You can learn a programming language, and use notepad++.

LOVE2D has been becoming popular lately, because of Mari0 (mario with portals yay) so I've been learning that a bit.
If you're sure you want to do this, then use a programming language. Sure, it'll take time right now, but think of how
it'll look on your résumé.

Try it, if it's too hard, spend money on something I guess. Programming with a language is awesome. Hard, but awesome.


----------



## R4Liam (Sep 11, 2013)

It would be cool to get a talented group of people together who are willing to make a game for free even as a hobby for now. Hmmm I wonder where I can find people with that kind of interest... 

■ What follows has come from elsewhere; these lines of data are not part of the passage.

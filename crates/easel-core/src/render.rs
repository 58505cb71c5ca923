//! Software compositor.
//!
//! Draws, in order: the background colour, the active image (filtered,
//! placed by its origin and scale), then overlays in insertion order.
//!
//! # Algorithm
//!
//! The image is drawn by inverse mapping: for every canvas pixel whose
//! center falls inside the image's displayed bounds, the matching source
//! position is
//! ```text
//! src_x = (dst_x + 0.5 - bounds.left) / scale_x - 0.5
//! src_y = (dst_y + 0.5 - bounds.top) / scale_y - 0.5
//! ```
//! and sampled bilinearly with edge clamping, then blended source-over.
//! At scale 1 on whole-pixel bounds this copies source pixels exactly.

use ab_glyph::{Font, FontArc, PxScale, ScaleFont};
use image::{Rgba, RgbaImage};
use imageproc::drawing::{draw_text_mut, text_size};

use crate::backend::{RenderError, RenderOptions, Renderer};
use crate::decode::{self, FilterType};
use crate::scene::{CropSelection, ImageObject, Overlay, Scene, TextBox};

/// Selection fill, blue at 10% opacity.
const SELECTION_FILL: Rgba<u8> = Rgba([59, 130, 246, 26]);

/// Selection stroke colour.
const SELECTION_STROKE: Rgba<u8> = Rgba([37, 99, 235, 255]);

const SELECTION_STROKE_WIDTH: i64 = 2;

/// CPU renderer built on the `image` and `imageproc` crates.
///
/// Text overlays need a font. Without one they are skipped.
#[derive(Clone, Default)]
pub struct CpuRenderer {
    font: Option<FontArc>,
}

impl std::fmt::Debug for CpuRenderer {
    fn fmt(&self, f: &mut std::fmt::Formatter<'_>) -> std::fmt::Result {
        f.debug_struct("CpuRenderer")
            .field("has_font", &self.font.is_some())
            .finish()
    }
}

impl CpuRenderer {
    pub fn new() -> Self {
        Self::default()
    }

    pub fn with_font(font: FontArc) -> Self {
        Self { font: Some(font) }
    }

    /// Load a TrueType/OpenType font for text overlays.
    pub fn with_font_bytes(bytes: Vec<u8>) -> Result<Self, RenderError> {
        let font = FontArc::try_from_vec(bytes).map_err(|e| RenderError::InvalidFont(e.to_string()))?;
        Ok(Self::with_font(font))
    }

    pub fn has_font(&self) -> bool {
        self.font.is_some()
    }
}

impl Renderer for CpuRenderer {
    fn render_scene(
        &self,
        scene: &Scene,
        options: RenderOptions,
    ) -> Result<RgbaImage, RenderError> {
        let viewport = scene.viewport();
        let mut canvas = RgbaImage::from_pixel(viewport.width, viewport.height, scene.background());

        if let Some(image) = scene.image() {
            draw_image(&mut canvas, image);
        }

        for (id, overlay) in scene.overlays() {
            match overlay {
                Overlay::Text(text) => match &self.font {
                    Some(font) => draw_text_box(&mut canvas, font, text),
                    None => tracing::debug!(%id, "No font loaded, skipping text overlay"),
                },
                Overlay::CropSelection(sel) if options.draw_selection => {
                    draw_selection(&mut canvas, sel)
                }
                Overlay::CropSelection(_) => {}
            }
        }

        Ok(canvas)
    }

    fn render_image(
        &self,
        image: &ImageObject,
        width: u32,
        height: u32,
    ) -> Result<RgbaImage, RenderError> {
        let (natural_w, natural_h) = image.natural_size();
        // Shrinking keeps edges crisp for the matte; growing stays smooth
        let filter = if width < natural_w || height < natural_h {
            FilterType::Lanczos3
        } else {
            FilterType::Bilinear
        };
        Ok(decode::resize(image.pixels(), width, height, filter)?)
    }
}
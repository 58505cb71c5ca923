//! Background matting capability.
//!
//! A matte takes a rendered raster and a foreground threshold and returns
//! the same raster with background pixels made transparent. The threshold
//! is a cutoff on the foreground probability: pixels scoring below it fade
//! out.
//!
//! Real segmentation models live outside this crate. [`BorderColorMatte`]
//! is a simple colour-distance matte for flat backgrounds and headless use.

use image::{Rgba, RgbaImage};
use thiserror::Error;

/// Errors raised by a matte.
#[derive(Debug, Error)]
pub enum MatteError {
    /// The matting backend reported a failure.
    #[error("Background removal failed: {0}")]
    Failed(String),

    /// The matte returned a raster with no pixels.
    #[error("Background removal returned an empty image")]
    EmptyResult,
}

/// Produces an alpha matte for a raster.
#[allow(async_fn_in_trait)]
pub trait Matte {
    async fn matte(&self, raster: RgbaImage, threshold: f32) -> Result<RgbaImage, MatteError>;
}

/// Adapts a synchronous function into a [`Matte`].
#[derive(Debug, Clone, Copy)]
pub struct FnMatte<F>(pub F);

impl<F> Matte for FnMatte<F>
where
    F: Fn(RgbaImage, f32) -> Result<RgbaImage, MatteError>,
{
    async fn matte(&self, raster: RgbaImage, threshold: f32) -> Result<RgbaImage, MatteError> {
        (self.0)(raster, threshold)
    }
}

/// Matte that treats the average border colour as background.
///
/// # Algorithm
///
/// 1. Average every pixel on the outer edge to get the background colour
/// 2. For each pixel, `score = clamp(distance / spread, 0, 1)` where
///    `distance` is the RGB distance to the background normalised to [0, 1]
/// 3. `alpha *= smoothstep(threshold - feather, threshold + feather, score)`
#[derive(Debug, Clone, Copy, PartialEq)]
pub struct BorderColorMatte {
    /// Normalised colour distance that counts as fully foreground.
    pub spread: f32,
    /// Half-width of the soft edge around the threshold.
    pub feather: f32,
}

impl Default for BorderColorMatte {
    fn default() -> Self {
        Self {
            spread: 0.3,
            feather: 0.1,
        }
    }
}

impl BorderColorMatte {
    /// Run the matte synchronously.
    pub fn apply(&self, mut raster: RgbaImage, threshold: f32) -> Result<RgbaImage, MatteError> {
        let (width, height) = raster.dimensions();
        if width == 0 || height == 0 {
            return Err(MatteError::EmptyResult);
        }

        let threshold = if threshold.is_finite() {
            threshold.clamp(0.0, 1.0)
        } else {
            0.5
        };
        let spread = self.spread.max(f32::EPSILON);
        let feather = self.feather.max(0.0);
        let background = border_mean(&raster);

        let max_distance = (3.0f32).sqrt() * 255.0;
        for pixel in raster.pixels_mut() {
            let distance = color_distance(*pixel, background) / max_distance;
            let score = (distance / spread).clamp(0.0, 1.0);
            let keep = smoothstep(threshold - feather, threshold + feather, score);
            pixel[3] = (pixel[3] as f32 * keep).round() as u8;
        }

        tracing::debug!(
            width,
            height,
            threshold,
            background = ?background,
            "Applied border colour matte"
        );
        Ok(raster)
    }
}

impl Matte for BorderColorMatte {
    async fn matte(&self, raster: RgbaImage, threshold: f32) -> Result<RgbaImage, MatteError> {
        self.apply(raster, threshold)
    }
}

/// Mean RGB of the outermost pixel ring.
fn border_mean(raster: &RgbaImage) -> [f32; 3] {
    let (width, height) = raster.dimensions();
    let mut sum = [0.0f64; 3];
    let mut count = 0u64;

    for (x, y, pixel) in raster.enumerate_pixels() {
        if x == 0 || y == 0 || x == width - 1 || y == height - 1 {
            for c in 0..3 {
                sum[c] += pixel[c] as f64;
            }
            count += 1;
        }
    }

    let count = count.max(1) as f64;
    [
        (sum[0] / count) as f32,
        (sum[1] / count) as f32,
        (sum[2] / count) as f32,
    ]
}

fn color_distance(pixel: Rgba<u8>, background: [f32; 3]) -> f32 {
    let dr = pixel[0] as f32 - background[0];
    let dg = pixel[1] as f32 - background[1];
    let db = pixel[2] as f32 - background[2];
    (dr * dr + dg * dg + db * db).sqrt()
}

fn smoothstep(edge0: f32, edge1: f32, x: f32) -> f32 {
    if edge1 <= edge0 {
        return if x >= edge0 { 1.0 } else { 0.0 };
    }
    let t = ((x - edge0) / (edge1 - edge0)).clamp(0.0, 1.0);
    t * t * (3.0 - 2.0 * t)
}
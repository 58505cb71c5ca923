//! Filter control WASM bindings.
//!
//! This module provides JavaScript bindings for the FilterParams type,
//! allowing the filter sliders and toggles to be driven from TypeScript.

use crate::types::JsRaster;
use easel_core::filters::{apply_filters as apply_filter_stack, build_filter_stack};
use wasm_bindgen::prelude::*;

/// Filter controls wrapper for JavaScript
#[wasm_bindgen]
pub struct FilterParams {
    inner: easel_core::FilterParams,
}

#[wasm_bindgen]
impl FilterParams {
    /// Create filter controls with neutral values
    #[wasm_bindgen(constructor)]
    pub fn new() -> Self {
        Self {
            inner: easel_core::FilterParams::new(),
        }
    }

    /// Get brightness (-1 to 1)
    #[wasm_bindgen(getter)]
    pub fn brightness(&self) -> f32 {
        self.inner.brightness
    }

    #[wasm_bindgen(setter)]
    pub fn set_brightness(&mut self, value: f32) {
        self.inner.brightness = value;
    }

    /// Get contrast (-1 to 1)
    #[wasm_bindgen(getter)]
    pub fn contrast(&self) -> f32 {
        self.inner.contrast
    }

    #[wasm_bindgen(setter)]
    pub fn set_contrast(&mut self, value: f32) {
        self.inner.contrast = value;
    }

    /// Get saturation (-1 to 1)
    #[wasm_bindgen(getter)]
    pub fn saturation(&self) -> f32 {
        self.inner.saturation
    }

    #[wasm_bindgen(setter)]
    pub fn set_saturation(&mut self, value: f32) {
        self.inner.saturation = value;
    }

    /// Get blur strength (0 to 1)
    #[wasm_bindgen(getter)]
    pub fn blur(&self) -> f32 {
        self.inner.blur
    }

    #[wasm_bindgen(setter)]
    pub fn set_blur(&mut self, value: f32) {
        self.inner.blur = value;
    }

    #[wasm_bindgen(getter)]
    pub fn grayscale(&self) -> bool {
        self.inner.grayscale
    }

    #[wasm_bindgen(setter)]
    pub fn set_grayscale(&mut self, value: bool) {
        self.inner.grayscale = value;
    }

    #[wasm_bindgen(getter)]
    pub fn sepia(&self) -> bool {
        self.inner.sepia
    }

    #[wasm_bindgen(setter)]
    pub fn set_sepia(&mut self, value: bool) {
        self.inner.sepia = value;
    }

    #[wasm_bindgen(getter)]
    pub fn invert(&self) -> bool {
        self.inner.invert
    }

    #[wasm_bindgen(setter)]
    pub fn set_invert(&mut self, value: bool) {
        self.inner.invert = value;
    }

    /// Check if every control is neutral
    pub fn is_default(&self) -> bool {
        self.inner.is_default()
    }

    /// Serialize to a JS object for storage
    pub fn to_json(&self) -> Result<JsValue, JsValue> {
        serde_wasm_bindgen::to_value(&self.inner).map_err(|e| JsValue::from_str(&e.to_string()))
    }

    /// Deserialize from a JS object
    pub fn from_json(value: JsValue) -> Result<FilterParams, JsValue> {
        let inner: easel_core::FilterParams =
            serde_wasm_bindgen::from_value(value).map_err(|e| JsValue::from_str(&e.to_string()))?;
        Ok(Self { inner })
    }
}

impl Default for FilterParams {
    fn default() -> Self {
        Self::new()
    }
}

impl FilterParams {
    pub(crate) fn inner(&self) -> &easel_core::FilterParams {
        &self.inner
    }
}

/// Apply a filter stack to a standalone raster.
///
/// Useful for thumbnails of each filter; the editor applies filters to its
/// own image through `JsEditor.set_filters`.
///
/// # Example (TypeScript)
/// ```typescript
/// const params = new FilterParams();
/// params.sepia = true;
/// const preview = apply_filters(thumbnail, params);
/// ```
#[wasm_bindgen]
pub fn apply_filters(raster: JsRaster, params: &FilterParams) -> Result<JsRaster, JsValue> {
    let source = raster.into_image()?;
    let stack = build_filter_stack(params.inner());
    Ok(JsRaster::from_image(apply_filter_stack(&source, &stack)))
}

Seriously, would anyone be interested in starting a project? We could say we came from the underground, came from the temp!


----------



## Bobbyloujo (Sep 11, 2013)

Well, you don't really just up and make a game. It's a lot of work, a lot of learning. The day I decided to make a game I found DS Game Maker and after a few months all I had was Plane Popper to show for it. You won't just make the next big indie game in a few months but if you're serious about getting into programming and making games look for some programs that simplify the process (DS Game Maker, Game Maker, RPG Maker) and make some simple games. Then start teaching yourself about programming languages and stuff and maybe take some classes. It can be done without spending money but it'll take a lot of time and a lot of work.


----------



## R4Liam (Sep 12, 2013)

Bobbyloujo said:


> Well, you don't really just up and make a game. It's a lot of work, a lot of learning. The day I decided to make a game I found DS Game Maker and after a few months all I had was Plane Popper to show for it. You won't just make the next big indie game in a few months but if you're serious about getting into programming and making games look for some programs that simplify the process (DS Game Maker, Game Maker, RPG Maker) and make some simple games. Then start teaching yourself about programming languages and stuff and maybe take some classes. It can be done without spending money but it'll take a lot of time and a lot of work.


 

If I had made that game that you made in that time frame I would be proud of myself. I hope that gives people an idea of my current skill set. I say current skill set because I am absolutely serious about learning a programming language especially with the business I'm in (graphic design) it would look great on my CV.


----------



## Issac (Sep 12, 2013)

Another suggestion is to do something for android, if you got an android phone. It's really simple to get started, using Eclipse and the Google API. There are great tutorials on how to set it all up and get started. It's very flexible.
In another course at Uni, we were developing a multiplayer game for Android, but we only had one phone. The Google API includes an Android Emulator, and we managed to make a wireless router and the emulator pretend to be a real android device, making it possible to play with one phone and one emulator. Everything's well documented, and there are loads of tutorials.


----------



## joeyjoey396 (Sep 12, 2013)

I would most definitely help, but you're gonna have to be dedicated. What programming language? I hope my reply was enough to get you to use one.
Love2d is great, but really I'm not that great. I've been learning.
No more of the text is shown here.